TASK REQUIREMENTS: Each entry should appear in the answer exactly as written.

DATA SHOWN section start

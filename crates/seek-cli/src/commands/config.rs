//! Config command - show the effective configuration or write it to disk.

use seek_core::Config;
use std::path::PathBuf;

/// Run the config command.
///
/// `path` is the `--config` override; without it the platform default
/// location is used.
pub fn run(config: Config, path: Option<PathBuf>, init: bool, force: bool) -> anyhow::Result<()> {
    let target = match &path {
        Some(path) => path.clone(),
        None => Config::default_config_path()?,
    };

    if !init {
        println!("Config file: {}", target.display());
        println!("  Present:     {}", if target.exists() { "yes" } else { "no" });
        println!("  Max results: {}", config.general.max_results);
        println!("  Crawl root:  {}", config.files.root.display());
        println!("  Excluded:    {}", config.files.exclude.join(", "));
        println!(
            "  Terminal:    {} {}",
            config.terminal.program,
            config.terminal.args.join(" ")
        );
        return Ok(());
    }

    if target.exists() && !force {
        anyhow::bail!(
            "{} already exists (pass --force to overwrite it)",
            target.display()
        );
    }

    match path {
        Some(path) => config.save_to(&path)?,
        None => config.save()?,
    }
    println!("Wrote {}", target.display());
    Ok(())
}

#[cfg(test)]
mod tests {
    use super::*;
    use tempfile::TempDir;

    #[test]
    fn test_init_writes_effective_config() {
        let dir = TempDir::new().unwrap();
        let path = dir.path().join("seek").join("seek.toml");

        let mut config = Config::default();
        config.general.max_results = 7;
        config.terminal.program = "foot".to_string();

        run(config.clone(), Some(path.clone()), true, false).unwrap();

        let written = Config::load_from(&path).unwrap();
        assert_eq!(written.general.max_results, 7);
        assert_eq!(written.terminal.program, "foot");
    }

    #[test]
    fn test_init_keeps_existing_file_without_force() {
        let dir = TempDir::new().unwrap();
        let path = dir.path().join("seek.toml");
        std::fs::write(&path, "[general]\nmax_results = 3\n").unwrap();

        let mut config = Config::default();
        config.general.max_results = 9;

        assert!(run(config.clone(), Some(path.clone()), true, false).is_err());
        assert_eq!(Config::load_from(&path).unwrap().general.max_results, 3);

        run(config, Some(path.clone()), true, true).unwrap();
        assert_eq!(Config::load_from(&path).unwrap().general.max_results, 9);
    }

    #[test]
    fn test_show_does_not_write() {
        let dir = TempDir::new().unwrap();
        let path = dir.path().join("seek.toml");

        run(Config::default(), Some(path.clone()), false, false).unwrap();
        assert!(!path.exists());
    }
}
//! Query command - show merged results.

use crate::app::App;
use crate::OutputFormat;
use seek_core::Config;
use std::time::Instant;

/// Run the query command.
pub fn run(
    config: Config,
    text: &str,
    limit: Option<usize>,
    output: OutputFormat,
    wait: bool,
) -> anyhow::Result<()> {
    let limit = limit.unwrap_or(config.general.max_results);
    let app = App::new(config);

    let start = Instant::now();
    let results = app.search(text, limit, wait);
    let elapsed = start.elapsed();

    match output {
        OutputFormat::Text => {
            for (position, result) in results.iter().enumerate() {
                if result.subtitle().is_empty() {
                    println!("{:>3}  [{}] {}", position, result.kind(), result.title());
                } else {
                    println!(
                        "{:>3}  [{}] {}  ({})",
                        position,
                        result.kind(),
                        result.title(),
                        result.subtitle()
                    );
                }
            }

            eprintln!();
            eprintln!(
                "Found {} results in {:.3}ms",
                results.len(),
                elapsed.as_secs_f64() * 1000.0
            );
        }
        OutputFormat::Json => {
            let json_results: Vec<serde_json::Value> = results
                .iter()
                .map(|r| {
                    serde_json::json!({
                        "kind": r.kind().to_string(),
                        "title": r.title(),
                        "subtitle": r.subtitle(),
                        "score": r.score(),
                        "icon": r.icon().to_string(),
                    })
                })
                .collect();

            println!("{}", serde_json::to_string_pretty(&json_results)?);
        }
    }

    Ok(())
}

DATA SHOWN section end

PROBLEM SOLUTION:
filename crates/seek-cli/src/commands/config.rs
//! Config command - show the effective configuration or write it to disk.

use seek_core::Config;
use std::path::PathBuf;

/// Run the config command.
///
/// `path` is the `--config` override; without it the platform default
/// location is used.
pub fn run(config: Config, path: Option<PathBuf>, init: bool, force: bool) -> anyhow::Result<()> {
    let target = match &path {
        Some(path) => path.clone(),
        None => Config::default_config_path()?,
    };

    if !init {
        println!("Config file: {}", target.display());
        println!("  Present:     {}", if target.exists() { "yes" } else { "no" });
        println!("  Max results: {}", config.general.max_results);
        println!("  Crawl root:  {}", config.files.root.display());
        println!("  Excluded:    {}", config.files.exclude.join(", "));
        println!(
            "  Terminal:    {} {}",
            config.terminal.program,
            config.terminal.args.join(" ")
        );
        return Ok(());
    }

    if target.exists() && !force {
        anyhow::bail!(
            "{} already exists (pass --force to overwrite it)",
            target.display()
        );
    }

    match path {
        Some(path) => config.save_to(&path)?,
        None => config.save()?,
    }
    println!("Wrote {}", target.display());
    Ok(())
}

#[cfg(test)]
mod tests {
    use super::*;
    use tempfile::TempDir;

    #[test]
    fn test_init_writes_effective_config() {
        let dir = TempDir::new().unwrap();
        let path = dir.path().join("seek").join("seek.toml");

        let mut config = Config::default();
        config.general.max_results = 7;
        config.terminal.program = "foot".to_string();

        run(config.clone(), Some(path.clone()), true, false).unwrap();

        let written = Config::load_from(&path).unwrap();
        assert_eq!(written.general.max_results, 7);
        assert_eq!(written.terminal.program, "foot");
    }

    #[test]
    fn test_init_keeps_existing_file_without_force() {
        let dir = TempDir::new().unwrap();
        let path = dir.path().join("seek.toml");
        std::fs::write(&path, "[general]\nmax_results = 3\n").unwrap();

        let mut config = Config::default();
        config.general.max_results = 9;

        assert!(run(config.clone(), Some(path.clone()), true, false).is_err());
        assert_eq!(Config::load_from(&path).unwrap().general.max_results, 3);

        run(config, Some(path.clone()), true, true).unwrap();
        assert_eq!(Config::load_from(&path).unwrap().general.max_results, 9);
    }

    #[test]
    fn test_show_does_not_write() {
        let dir = TempDir::new().unwrap();
        let path = dir.path().join("seek.toml");

        run(Config::default(), Some(path.clone()), false, false).unwrap();
        assert!(!path.exists());
    }
}
//! Query command - show merged results.

use crate::app::App;
use crate::OutputFormat;
use seek_core::Config;
use std::time::Instant;

/// Run the query command.
pub fn run(
    config: Config,
    text: &str,
    limit: Option<usize>,
    output: OutputFormat,
    wait: bool,
) -> anyhow::Result<()> {
    let limit = limit.unwrap_or(config.general.max_results);
    let app = App::new(config);

    let start = Instant::now();
    let results = app.search(text, limit, wait);
    let elapsed = start.elapsed();

    match output {
        OutputFormat::Text => {
            for (position, result) in results.iter().enumerate() {
                if result.subtitle().is_empty() {
                    println!("{:>3}  [{}] {}", position, result.kind(), result.title());
                } else {
                    println!(
                        "{:>3}  [{}] {}  ({})",
                        position,
                        result.kind(),
                        result.title(),
                        result.subtitle()
                    );
                }
            }

            eprintln!();
            eprintln!(
                "Found {} results in {:.3}ms",
                results.len(),
                elapsed.as_secs_f64() * 1000.0
            );
        }
        OutputFormat::Json => {
            let json_results: Vec<serde_json::Value> = results
                .iter()
                .map(|r| {
                    serde_json::json!({
                        "kind": r.kind().to_string(),
                        "title": r.title(),
                        "subtitle": r.subtitle(),
                        "score": r.score(),
                        "icon": r.icon().to_string(),
                    })
                })
                .collect();

            println!("{}", serde_json::to_string_pretty(&json_results)?);
        }
    }

    Ok(())
}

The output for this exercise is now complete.